= Hans von Dach =

Swiss military theorist (1927-2003)

Hans von Dach (1927–2003) was a Swiss military theorist. He was the author of the influential seven-volume 1957 guerrilla warfare manual Total Resistance (Der totale Widerstand: Kleinkriegsanleitung für Jedermann), which made him the internationally best-known Swiss tactical theorist.

Von Dach, a Bernese, was employed from 1970 to 1980 in the training division of the Swiss Defence Department. His emphasis on broadly based irregular warfare was not shared by senior Army leaders, who preferred to focus Switzerland's Cold War defence efforts on conventional combined-arms tactics and equipment. Consequently, his views had no influence on army strategy.
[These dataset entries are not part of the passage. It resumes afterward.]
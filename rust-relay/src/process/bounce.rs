//! Failure reports for undeliverable messages.
//!
//! A bounce is a `multipart/mixed` message to the operator mailbox: a short
//! text part naming the recipient and cause, and the original message
//! attached as `message/rfc822` in 8bit. Originals that cannot travel as
//! 8bit (NUL bytes, overlong lines) are attached as
//! `application/octet-stream` instead, since `message/rfc822` may not be
//! base64 encoded.

use lettre::message::header::{ContentDisposition, ContentTransferEncoding, ContentType};
use lettre::message::{Attachment, Body, Mailbox, MultiPart, SinglePart};
use lettre::Message;
use thiserror::Error;
use tracing::{error, info};

use crate::delivery::{Deliverer, DeliveryStatus};
use crate::process::ParsedMessage;

const FALLBACK_ATTACHMENT_NAME: &str = "message";
const MAX_ATTACHMENT_STEM: usize = 100;

#[derive(Debug, Error)]
pub enum BounceError {
    #[error("invalid attachment content type: {0}")]
    ContentType(String),

    #[error("failed to build bounce: {0}")]
    Build(#[from] lettre::error::Error),
}

/// Failure report for one recipient of one stored message.
#[derive(Debug, Clone)]
pub struct BounceReport {
    pub original_sender: Option<String>,
    pub original_subject: Option<String>,
    pub recipient: String,
    pub detail: String,
    pub original: Vec<u8>,
}

impl BounceReport {
    /// `message` is `None` when the stored object could not be parsed.
    pub fn new(
        message: Option<&ParsedMessage>,
        original: &[u8],
        recipient: &str,
        detail: &str,
    ) -> Self {
        Self {
            original_sender: message.and_then(|m| m.envelope_from.clone()),
            original_subject: message.and_then(|m| m.subject.clone()),
            recipient: recipient.to_string(),
            detail: detail.to_string(),
            original: original.to_vec(),
        }
    }

    fn sender_display(&self) -> &str {
        self.original_sender.as_deref().unwrap_or("<>")
    }

    pub fn subject_line(&self) -> String {
        format!("Undeliverable message from {}", self.sender_display())
    }

    /// File name for the attached original, derived from its subject.
    pub fn attachment_name(&self) -> String {
        let stem: String = self
            .original_subject
            .as_deref()
            .unwrap_or_default()
            .chars()
            .map(|c| match c {
                '/' | '\\' | ':' | '*' | '?' | '"' | '<' | '>' | '|' => '_',
                c if c.is_control() => '_',
                c => c,
            })
            .take(MAX_ATTACHMENT_STEM)
            .collect();

        let stem = stem.trim().trim_matches('.');
        if stem.is_empty() {
            format!("{FALLBACK_ATTACHMENT_NAME}.eml")
        } else {
            format!("{stem}.eml")
        }
    }

    pub fn body(&self) -> String {
        format!(
            "The relay could not deliver the attached message.\n\
             \n\
             Sender:    {}\n\
             Recipient: {}\n\
             Subject:   {}\n\
             \n\
             Cause: {}\n",
            self.sender_display(),
            self.recipient,
            self.original_subject.as_deref().unwrap_or("(none)"),
            self.detail,
        )
    }

    /// Render the report as a complete message from and to `postmaster`.
    pub fn to_message(&self, postmaster: &Mailbox) -> Result<Vec<u8>, BounceError> {
        let message = Message::builder()
            .from(postmaster.clone())
            .to(postmaster.clone())
            .subject(self.subject_line())
            .multipart(
                MultiPart::mixed()
                    .singlepart(SinglePart::plain(self.body()))
                    .singlepart(self.original_part()?),
            )?;

        Ok(message.formatted())
    }

    fn original_part(&self) -> Result<SinglePart, BounceError> {
        let name = self.attachment_name();

        match Body::new_with_encoding(self.original.clone(), ContentTransferEncoding::EightBit) {
            Ok(body) => {
                let rfc822 = ContentType::parse("message/rfc822")
                    .map_err(|e| BounceError::ContentType(e.to_string()))?;
                Ok(SinglePart::builder()
                    .header(rfc822)
                    .header(ContentDisposition::attachment(&name))
                    .body(body))
            }
            Err(raw) => {
                let binary = ContentType::parse("application/octet-stream")
                    .map_err(|e| BounceError::ContentType(e.to_string()))?;
                Ok(Attachment::new(name).body(raw, binary))
            }
        }
    }
}

/// Send a bounce to the operator mailbox.
///
/// Failures are logged and swallowed; a bounce is never bounced.
/// Returns whether the report was accepted by the transfer agent.
pub async fn send_bounce(
    deliverer: &dyn Deliverer,
    postmaster: &Mailbox,
    report: &BounceReport,
) -> bool {
    let message = match report.to_message(postmaster) {
        Ok(m) => m,
        Err(e) => {
            error!(recipient = %report.recipient, error = %e, "bounce_build_failed");
            return false;
        }
    };

    let address = postmaster.email.to_string();
    let outcome = deliverer.deliver(Some(address.as_str()), &address, &message).await;

    if outcome.status == DeliveryStatus::Delivered {
        info!(
            recipient = %report.recipient,
            postmaster = %address,
            bounce_length = message.len(),
            "bounce_sent"
        );
        true
    } else {
        error!(
            recipient = %report.recipient,
            postmaster = %address,
            status = ?outcome.status,
            detail = %outcome.detail,
            "bounce_send_failed"
        );
        false
    }
}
Despite the wide readership reached by Total Resistance, von Dach was not promoted beyond the relatively junior rank of Major which he attained in 1963, 25 years before his retirement in 1988. This may have been to make it easier for the army to disclaim responsibility for his writings, which were criticized as advocating conduct that would violate the laws of war. In 1974, the Chief of the General Staff vetoed the publication of Total Resistance, then very popular among officers, as an army manual, partly because of these concerns. Von Dach dismissed them; believing that the Soviet Union, which he considered the most likely occupying force during the Cold War, would have no regard for the legalities of war in any case. He did enjoy tacit support for his authorial work by his military superiors, because the implicit threat of a sustained defensive guerrilla warfare effort represented by his writings was considered to contribute to the overall Swiss defence strategy of deterrence (dissuasion).

In addition to Total Resistance, von Dach authored more than a hundred publications about tactics, including army manuals, defence journal articles and books, such as Gefechtstechnik ("Combat technique", various editions from 1958 to 1957), Kampfbeispiele ("Combat examples", 1977) and Kampfverfahren der Verteidigung ("Defensive combat techniques", 1959). A gifted draftsman, he illustrated many of his own works.

In his private life, von Dach was engaged in social work for the homeless as a member of the Salvation Army.